On the other hand, the Nashville Predators were likely sellers at last year’s trade deadline until they went on a run and made the playoffs. Now it appears GM David Poile is moving forward with that plan, but trading Arvidsson was about not losing an asset for nothing.
Seattle Kraken were going to select Viktor Arvidsson
Poile’s motivation for trading Arvidsson was two-fold. First, he wanted more cap-space. That’s why the Kings landed him since other teams wanted to send equivalent salary back. Secondly, the Kraken were going to take him if left unprotected.

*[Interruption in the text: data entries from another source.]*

//! Engine configuration: tool and config references, eligibility sets, and
//! the per-report profiles that pick execution mode and option tokens.

use std::path::{Path, PathBuf};

use serde::{Deserialize, Serialize};

use crate::error::OverlayError;

pub const DEFAULT_KINDS: [&str; 2] = ["py_library", "py_binary"];
pub const DEFAULT_EXTENSIONS: [&str; 2] = [".py", ".pyi"];
pub const DEFAULT_SKIP_TAG: &str = "no-typecheck";
pub const COLOR_TOKEN: &str = "--color=always";

/// Per-invocation options shared read-only by every action of a node.
#[derive(Debug, Clone, Copy, Default, PartialEq, Eq, Serialize, Deserialize)]
pub struct Options {
    /// Emit ANSI-colored diagnostics on reports whose profile allows it.
    #[serde(default)]
    pub color: bool,
}

#[derive(Debug, Clone, Copy, PartialEq, Eq, Serialize, Deserialize)]
#[serde(rename_all = "snake_case")]
pub enum ModeChoice {
    /// Record the exit status in a side file; never break the build.
    Capture,
    /// A non-zero exit status fails the action.
    FailFast,
}

/// How one of the two reports (human, machine) is produced.
#[derive(Debug, Clone, PartialEq, Eq, Serialize, Deserialize)]
pub struct ReportProfile {
    pub mode: ModeChoice,
    /// Whether `Options::color` applies to this report.
    #[serde(default)]
    pub color: bool,
    /// Literal option tokens placed after the color token.
    #[serde(default)]
    pub extra_options: Vec<String>,
}

impl ReportProfile {
    pub fn human() -> Self {
        ReportProfile {
            mode: ModeChoice::Capture,
            color: true,
            extra_options: Vec::new(),
        }
    }

    pub fn machine() -> Self {
        ReportProfile {
            mode: ModeChoice::FailFast,
            color: false,
            extra_options: Vec::new(),
        }
    }

    /// Resolve the ordered option tokens for this report.
    pub fn option_tokens(&self, options: &Options) -> Vec<String> {
        let mut tokens = Vec::with_capacity(self.extra_options.len() + 1);
        if self.color && options.color {
            tokens.push(COLOR_TOKEN.to_string());
        }
        tokens.extend(self.extra_options.iter().cloned());
        tokens
    }
}

fn default_kinds() -> Vec<String> {
    DEFAULT_KINDS.iter().map(|k| k.to_string()).collect()
}

fn default_extensions() -> Vec<String> {
    DEFAULT_EXTENSIONS.iter().map(|e| e.to_string()).collect()
}

fn default_skip_tags() -> Vec<String> {
    vec![DEFAULT_SKIP_TAG.to_string()]
}

#[derive(Debug, Clone, PartialEq, Eq, Serialize, Deserialize)]
pub struct OverlayConfig {
    /// Type-checker executable: a path or a bare name looked up on `PATH`.
    pub tool: PathBuf,
    /// Checker config file, passed through as `--config=<path>`.
    pub config_file: PathBuf,
    #[serde(default = "default_kinds")]
    pub kinds: Vec<String>,
    #[serde(default = "default_extensions")]
    pub extensions: Vec<String>,
    #[serde(default = "default_skip_tags")]
    pub skip_tags: Vec<String>,
    #[serde(default)]
    pub options: Options,
    #[serde(default = "ReportProfile::human")]
    pub human: ReportProfile,
    #[serde(default = "ReportProfile::machine")]
    pub machine: ReportProfile,
}

impl OverlayConfig {
    pub fn new(tool: impl Into<PathBuf>, config_file: impl Into<PathBuf>) -> Self {
        OverlayConfig {
            tool: tool.into(),
            config_file: config_file.into(),
            kinds: default_kinds(),
            extensions: default_extensions(),
            skip_tags: default_skip_tags(),
            options: Options::default(),
            human: ReportProfile::human(),
            machine: ReportProfile::machine(),
        }
    }

    pub fn from_json(json: &str) -> Result<Self, OverlayError> {
        serde_json::from_str(json)
            .map_err(|e| OverlayError::config("C000", format!("Failed to parse config JSON: {}", e)))
    }

    pub fn with_kinds<I, S>(mut self, kinds: I) -> Self
    where
        I: IntoIterator<Item = S>,
        S: Into<String>,
    {
        self.kinds = kinds.into_iter().map(Into::into).collect();
        self
    }

    pub fn with_color(mut self, color: bool) -> Self {
        self.options.color = color;
        self
    }

    /// Shape checks that need no filesystem access. Returns all errors found.
    pub fn validate(&self) -> Vec<OverlayError> {
        let mut errors = Vec::new();

        if self.tool.as_os_str().is_empty() {
            errors.push(OverlayError::config("C001", "Tool reference must not be empty"));
        }
        if self.config_file.as_os_str().is_empty() {
            errors.push(OverlayError::config("C002", "Config file reference must not be empty"));
        }
        if self.kinds.is_empty() {
            errors.push(OverlayError::config("C003", "At least one node kind must be allowed"));
        }
        if self.extensions.is_empty() {
            errors.push(OverlayError::config("C004", "At least one source extension is required"));
        }
        for ext in &self.extensions {
            if !ext.starts_with('.') || ext.len() < 2 {
                errors.push(OverlayError::config(
                    "C004",
                    format!("Source extension '{}' must look like '.ext'", ext),
                ));
            }
        }
        for (name, profile) in [("human", &self.human), ("machine", &self.machine)] {
            if profile.extra_options.iter().any(|o| o.is_empty()) {
                errors.push(OverlayError::config(
                    "C005",
                    format!("The {} report has an empty option token", name),
                ));
            }
        }

        errors
    }

    /// Resolve the tool and config file against the filesystem.
    ///
    /// A tool without a path separator is looked up on `PATH`; relative
    /// paths are taken relative to `workspace`.
    pub fn resolve_references(&self, workspace: &Path) -> Result<(), OverlayError> {
        let tool_is_bare = self.tool.components().count() == 1 && !self.tool.is_absolute();
        if tool_is_bare {
            which::which(&self.tool).map_err(|e| {
                OverlayError::config(
                    "C010",
                    format!("Tool '{}' not found on PATH: {}", self.tool.display(), e),
                )
            })?;
        } else if !workspace.join(&self.tool).is_file() {
            return Err(OverlayError::config(
                "C010",
                format!("Tool '{}' does not exist", self.tool.display()),
            ));
        }

        if !workspace.join(&self.config_file).is_file() {
            return Err(OverlayError::config(
                "C011",
                format!("Config file '{}' does not exist", self.config_file.display()),
            ));
        }

        Ok(())
    }
}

“I had a couple of conversations with Seattle, if Viktor Arvidsson was not protected that’s who we would’ve lost,” he admitted to Darren, Daunic, and Chase of 102.5 FM. “Two picks is better than losing Viktor for nothing.”
“I had some conversations with Ron Francis in Seattle, and I think I got to know what they’re thinking,” Poile continued. “I think he likes certain defensemen on our team and certain forwards. If I could make a deal that I liked with him I’d prefer that over than going over to the expansion draft. We’re going to lose a player.”
What does the Arvidsson trade mean for the Predators
The Nashville Predators traded forward Viktor Arvidsson to the Los Angeles Kings for two draft picks. Nashville gets a 2021 second-round draft pick and a 2022 third-rounder in the exchange.
Arvidsson, 28, registered 25 points (10 goals, 15 assists) in 50 games in 2020-21, his seventh season with Nashville.
“We want to thank Viktor for all he did to propel our organization forward during his time with the Predators,” general manager David Poile said in a release. “His work ethic, tenacity and goal-scoring ability … made him a key part of our teams that reached the 2017 Stanley Cup Final, won the 2018 Presidents’ Trophy and earned back-to-back Central Division titles. We wish him and his family all the best moving forward in Los Angeles.”
Poile discussed the difficulty in moving a player like Arvidsson. “I was happy with our second half, but yet we weren’t good enough to beat Carolina, he said. “I think we need to go in a little bit different direction. I’m not saying that we’re going to make a bunch of changes, but it’s time to make some.”
The Predators now own eight picks — including three in the top 50 — in the 2021 NHL Draft, scheduled for July 23-24. They have one pick in each of the first, third, fifth and sixth rounds, plus two picks in the second and fourth rounds.